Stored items
+===+

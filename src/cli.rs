//! Command-line interface.
//!
//! `run` executes (or resumes) a research run; `checkpoint`, `cache` and
//! `history` inspect and maintain the SQLite state between runs.

use clap::{Parser, Subcommand};
use std::path::PathBuf;
use std::sync::Arc;
use tracing::info;

use crate::cache::SourceCache;
use crate::checkpoint::CheckpointStore;
use crate::config::Config;
use crate::fetch::HttpFetcher;
use crate::providers::{build_generator, build_search};
use crate::research::{ResearchEngine, ResearchOutput};
use crate::storage::{SqliteStorage, Storage};

/// Evidence-gathering research pipeline.
#[derive(Parser, Debug)]
#[command(name = "research-orchestrator", version, about)]
pub struct Cli {
    /// Command to run
    #[command(subcommand)]
    pub command: Commands,
}

/// Top-level commands.
#[derive(Subcommand, Debug, Clone)]
pub enum Commands {
    /// Research a question and print the report
    Run {
        /// The research question
        question: Option<String>,

        /// Continue from the stored checkpoint instead of starting over
        #[arg(long)]
        resume: bool,

        /// Bypass the source cache for this run
        #[arg(long)]
        no_cache: bool,

        /// Write the report to this file instead of stdout
        #[arg(long, short)]
        output: Option<PathBuf>,
    },

    /// Inspect or clear the stored checkpoint
    Checkpoint {
        /// Checkpoint action
        #[command(subcommand)]
        command: CheckpointCommands,
    },

    /// Inspect or clear the source cache
    Cache {
        /// Cache action
        #[command(subcommand)]
        command: CacheCommands,
    },

    /// Show recent runs
    History {
        /// Maximum number of runs to show
        #[arg(long, default_value = "10")]
        limit: u32,
    },
}

/// Checkpoint subcommands.
#[derive(Subcommand, Debug, Clone)]
pub enum CheckpointCommands {
    /// Show a summary of the stored checkpoint
    Show,
    /// Delete the stored checkpoint
    Clear,
}

/// Cache subcommands.
#[derive(Subcommand, Debug, Clone)]
pub enum CacheCommands {
    /// Show entry count and size
    Stats,
    /// Delete entries older than the TTL
    ClearExpired,
    /// Delete every entry
    Clear,
}

/// Result of CLI command execution.
pub struct CliResult {
    /// Exit code (0 = success)
    pub exit_code: i32,
    /// Output message
    pub message: String,
}

impl CliResult {
    /// Create a success result with the given message.
    pub fn success(message: impl Into<String>) -> Self {
        Self {
            exit_code: 0,
            message: message.into(),
        }
    }

    /// Create an error result with the given message.
    pub fn error(message: impl Into<String>) -> Self {
        Self {
            exit_code: 1,
            message: message.into(),
        }
    }
}

/// Execute a CLI command.
pub async fn execute_command(
    command: Commands,
    config: &Config,
    storage: &SqliteStorage,
) -> CliResult {
    match command {
        Commands::Run {
            question,
            resume,
            no_cache,
            output,
        } => execute_run(config, storage, question, resume, no_cache, output).await,
        Commands::Checkpoint { command } => execute_checkpoint(config, storage, command).await,
        Commands::Cache { command } => execute_cache(config, storage, command).await,
        Commands::History { limit } => execute_history(storage, limit).await,
    }
}

async fn execute_run(
    config: &Config,
    storage: &SqliteStorage,
    question: Option<String>,
    resume: bool,
    no_cache: bool,
    output: Option<PathBuf>,
) -> CliResult {
    let generator = match build_generator(config) {
        Ok(g) => g,
        Err(e) => return CliResult::error(format!("Failed to build generation providers: {}", e)),
    };
    let search = match build_search(config) {
        Ok(s) => s,
        Err(e) => return CliResult::error(format!("Failed to build search providers: {}", e)),
    };
    let fetcher = match HttpFetcher::new() {
        Ok(f) => f,
        Err(e) => return CliResult::error(format!("Failed to build page fetcher: {}", e)),
    };

    let mut research = config.research.clone();
    if no_cache {
        research.cache_enabled = false;
    }
    let engine = ResearchEngine::new(
        Arc::new(generator),
        Arc::new(search),
        Arc::new(fetcher),
        storage.clone(),
        research,
    );

    let result = if resume {
        match engine.resume().await {
            Ok(Some(output)) => Ok(output),
            Ok(None) => match question.as_deref() {
                Some(question) => engine.execute(question).await,
                None => return CliResult::error("No checkpoint to resume and no question given"),
            },
            Err(e) => Err(e),
        }
    } else {
        match question.as_deref() {
            Some(question) => engine.execute(question).await,
            None => return CliResult::error("A research question is required"),
        }
    };

    match result {
        Ok(research_output) => finish_run(research_output, output).await,
        Err(e) => CliResult::error(format!("Research failed: {}", e)),
    }
}

async fn finish_run(research_output: ResearchOutput, output: Option<PathBuf>) -> CliResult {
    eprintln!("\n{}", research_output.metrics.summary());

    match output {
        Some(path) => match tokio::fs::write(&path, &research_output.report).await {
            Ok(()) => {
                info!(path = %path.display(), "Report written");
                CliResult::success(format!("Report written to {}", path.display()))
            }
            Err(e) => CliResult::error(format!(
                "Failed to write report to {}: {}",
                path.display(),
                e
            )),
        },
        None => CliResult::success(research_output.report),
    }
}

async fn execute_checkpoint(
    config: &Config,
    storage: &SqliteStorage,
    command: CheckpointCommands,
) -> CliResult {
    let store = CheckpointStore::new(storage.clone(), config.research.checkpoint_name.clone());

    match command {
        CheckpointCommands::Show => match store.summary().await {
            Ok(Some(summary)) => CliResult::success(summary.to_string()),
            Ok(None) => CliResult::success("No checkpoint found"),
            Err(e) => CliResult::error(format!("Failed to read checkpoint: {}", e)),
        },
        CheckpointCommands::Clear => match store.clear().await {
            Ok(true) => CliResult::success("Checkpoint cleared"),
            Ok(false) => CliResult::success("No checkpoint found"),
            Err(e) => CliResult::error(format!("Failed to clear checkpoint: {}", e)),
        },
    }
}

async fn execute_cache(
    config: &Config,
    storage: &SqliteStorage,
    command: CacheCommands,
) -> CliResult {
    let cache = SourceCache::new(storage.clone(), config.research.cache_ttl_hours);

    match command {
        CacheCommands::Stats => match cache.stats().await {
            Ok(stats) => CliResult::success(format!(
                "Cache entries: {}\nTotal size: {:.2} MB\nTTL: {} hours",
                stats.entry_count,
                stats.total_size_mb(),
                stats.ttl_hours
            )),
            Err(e) => CliResult::error(format!("Failed to read cache: {}", e)),
        },
        CacheCommands::ClearExpired => match cache.clear_expired().await {
            Ok(removed) => CliResult::success(format!("Removed {} expired entries", removed)),
            Err(e) => CliResult::error(format!("Failed to clear expired entries: {}", e)),
        },
        CacheCommands::Clear => match cache.clear_all().await {
            Ok(removed) => CliResult::success(format!("Removed {} entries", removed)),
            Err(e) => CliResult::error(format!("Failed to clear cache: {}", e)),
        },
    }
}

async fn execute_history(storage: &SqliteStorage, limit: u32) -> CliResult {
    let runs = match storage.list_runs(limit).await {
        Ok(runs) => runs,
        Err(e) => return CliResult::error(format!("Failed to list runs: {}", e)),
    };
    if runs.is_empty() {
        return CliResult::success("No runs recorded");
    }

    let mut output = String::new();
    for run in runs {
        let facts = run
            .metrics
            .as_ref()
            .and_then(|m| m.get("facts_extracted"))
            .and_then(|v| v.as_u64())
            .map(|n| format!(", {} facts", n))
            .unwrap_or_default();
        output.push_str(&format!(
            "{}  {:<9}  {}{}\n    {}\n",
            run.started_at.format("%Y-%m-%d %H:%M"),
            run.status.as_str(),
            run.id,
            facts,
            crate::checkpoint::preview(&run.prompt, 80)
        ));
    }
    CliResult::success(output.trim_end().to_string())
}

+===+

REQUIRED WORK
Copy every record shown above, exactly and completely.

SOLUTION
filename src/cli.rs
//! Command-line interface.
//!
//! `run` executes (or resumes) a research run; `checkpoint`, `cache` and
//! `history` inspect and maintain the SQLite state between runs.

use clap::{Parser, Subcommand};
use std::path::PathBuf;
use std::sync::Arc;
use tracing::info;

use crate::cache::SourceCache;
use crate::checkpoint::CheckpointStore;
use crate::config::Config;
use crate::fetch::HttpFetcher;
use crate::providers::{build_generator, build_search};
use crate::research::{ResearchEngine, ResearchOutput};
use crate::storage::{SqliteStorage, Storage};

/// Evidence-gathering research pipeline.
#[derive(Parser, Debug)]
#[command(name = "research-orchestrator", version, about)]
pub struct Cli {
    /// Command to run
    #[command(subcommand)]
    pub command: Commands,
}

/// Top-level commands.
#[derive(Subcommand, Debug, Clone)]
pub enum Commands {
    /// Research a question and print the report
    Run {
        /// The research question
        question: Option<String>,

        /// Continue from the stored checkpoint instead of starting over
        #[arg(long)]
        resume: bool,

        /// Bypass the source cache for this run
        #[arg(long)]
        no_cache: bool,

        /// Write the report to this file instead of stdout
        #[arg(long, short)]
        output: Option<PathBuf>,
    },

    /// Inspect or clear the stored checkpoint
    Checkpoint {
        /// Checkpoint action
        #[command(subcommand)]
        command: CheckpointCommands,
    },

    /// Inspect or clear the source cache
    Cache {
        /// Cache action
        #[command(subcommand)]
        command: CacheCommands,
    },

    /// Show recent runs
    History {
        /// Maximum number of runs to show
        #[arg(long, default_value = "10")]
        limit: u32,
    },
}

/// Checkpoint subcommands.
#[derive(Subcommand, Debug, Clone)]
pub enum CheckpointCommands {
    /// Show a summary of the stored checkpoint
    Show,
    /// Delete the stored checkpoint
    Clear,
}

/// Cache subcommands.
#[derive(Subcommand, Debug, Clone)]
pub enum CacheCommands {
    /// Show entry count and size
    Stats,
    /// Delete entries older than the TTL
    ClearExpired,
    /// Delete every entry
    Clear,
}

/// Result of CLI command execution.
pub struct CliResult {
    /// Exit code (0 = success)
    pub exit_code: i32,
    /// Output message
    pub message: String,
}

impl CliResult {
    /// Create a success result with the given message.
    pub fn success(message: impl Into<String>) -> Self {
        Self {
            exit_code: 0,
            message: message.into(),
        }
    }

    /// Create an error result with the given message.
    pub fn error(message: impl Into<String>) -> Self {
        Self {
            exit_code: 1,
            message: message.into(),
        }
    }
}

/// Execute a CLI command.
pub async fn execute_command(
    command: Commands,
    config: &Config,
    storage: &SqliteStorage,
) -> CliResult {
    match command {
        Commands::Run {
            question,
            resume,
            no_cache,
            output,
        } => execute_run(config, storage, question, resume, no_cache, output).await,
        Commands::Checkpoint { command } => execute_checkpoint(config, storage, command).await,
        Commands::Cache { command } => execute_cache(config, storage, command).await,
        Commands::History { limit } => execute_history(storage, limit).await,
    }
}

async fn execute_run(
    config: &Config,
    storage: &SqliteStorage,
    question: Option<String>,
    resume: bool,
    no_cache: bool,
    output: Option<PathBuf>,
) -> CliResult {
    let generator = match build_generator(config) {
        Ok(g) => g,
        Err(e) => return CliResult::error(format!("Failed to build generation providers: {}", e)),
    };
    let search = match build_search(config) {
        Ok(s) => s,
        Err(e) => return CliResult::error(format!("Failed to build search providers: {}", e)),
    };
    let fetcher = match HttpFetcher::new() {
        Ok(f) => f,
        Err(e) => return CliResult::error(format!("Failed to build page fetcher: {}", e)),
    };

    let mut research = config.research.clone();
    if no_cache {
        research.cache_enabled = false;
    }
    let engine = ResearchEngine::new(
        Arc::new(generator),
        Arc::new(search),
        Arc::new(fetcher),
        storage.clone(),
        research,
    );

    let result = if resume {
        match engine.resume().await {
            Ok(Some(output)) => Ok(output),
            Ok(None) => match question.as_deref() {
                Some(question) => engine.execute(question).await,
                None => return CliResult::error("No checkpoint to resume and no question given"),
            },
            Err(e) => Err(e),
        }
    } else {
        match question.as_deref() {
            Some(question) => engine.execute(question).await,
            None => return CliResult::error("A research question is required"),
        }
    };

    match result {
        Ok(research_output) => finish_run(research_output, output).await,
        Err(e) => CliResult::error(format!("Research failed: {}", e)),
    }
}

async fn finish_run(research_output: ResearchOutput, output: Option<PathBuf>) -> CliResult {
    eprintln!("\n{}", research_output.metrics.summary());

    match output {
        Some(path) => match tokio::fs::write(&path, &research_output.report).await {
            Ok(()) => {
                info!(path = %path.display(), "Report written");
                CliResult::success(format!("Report written to {}", path.display()))
            }
            Err(e) => CliResult::error(format!(
                "Failed to write report to {}: {}",
                path.display(),
                e
            )),
        },
        None => CliResult::success(research_output.report),
    }
}

async fn execute_checkpoint(
    config: &Config,
    storage: &SqliteStorage,
    command: CheckpointCommands,
) -> CliResult {
    let store = CheckpointStore::new(storage.clone(), config.research.checkpoint_name.clone());

    match command {
        CheckpointCommands::Show => match store.summary().await {
            Ok(Some(summary)) => CliResult::success(summary.to_string()),
            Ok(None) => CliResult::success("No checkpoint found"),
            Err(e) => CliResult::error(format!("Failed to read checkpoint: {}", e)),
        },
        CheckpointCommands::Clear => match store.clear().await {
            Ok(true) => CliResult::success("Checkpoint cleared"),
            Ok(false) => CliResult::success("No checkpoint found"),
            Err(e) => CliResult::error(format!("Failed to clear checkpoint: {}", e)),
        },
    }
}

async fn execute_cache(
    config: &Config,
    storage: &SqliteStorage,
    command: CacheCommands,
) -> CliResult {
    let cache = SourceCache::new(storage.clone(), config.research.cache_ttl_hours);

    match command {
        CacheCommands::Stats => match cache.stats().await {
            Ok(stats) => CliResult::success(format!(
                "Cache entries: {}\nTotal size: {:.2} MB\nTTL: {} hours",
                stats.entry_count,
                stats.total_size_mb(),
                stats.ttl_hours
            )),
            Err(e) => CliResult::error(format!("Failed to read cache: {}", e)),
        },
        CacheCommands::ClearExpired => match cache.clear_expired().await {
            Ok(removed) => CliResult::success(format!("Removed {} expired entries", removed)),
            Err(e) => CliResult::error(format!("Failed to clear expired entries: {}", e)),
        },
        CacheCommands::Clear => match cache.clear_all().await {
            Ok(removed) => CliResult::success(format!("Removed {} entries", removed)),
            Err(e) => CliResult::error(format!("Failed to clear cache: {}", e)),
        },
    }
}

async fn execute_history(storage: &SqliteStorage, limit: u32) -> CliResult {
    let runs = match storage.list_runs(limit).await {
        Ok(runs) => runs,
        Err(e) => return CliResult::error(format!("Failed to list runs: {}", e)),
    };
    if runs.is_empty() {
        return CliResult::success("No runs recorded");
    }

    let mut output = String::new();
    for run in runs {
        let facts = run
            .metrics
            .as_ref()
            .and_then(|m| m.get("facts_extracted"))
            .and_then(|v| v.as_u64())
            .map(|n| format!(", {} facts", n))
            .unwrap_or_default();
        output.push_str(&format!(
            "{}  {:<9}  {}{}\n    {}\n",
            run.started_at.format("%Y-%m-%d %H:%M"),
            run.status.as_str(),
            run.id,
            facts,
            crate::checkpoint::preview(&run.prompt, 80)
        ));
    }
    CliResult::success(output.trim_end().to_string())
}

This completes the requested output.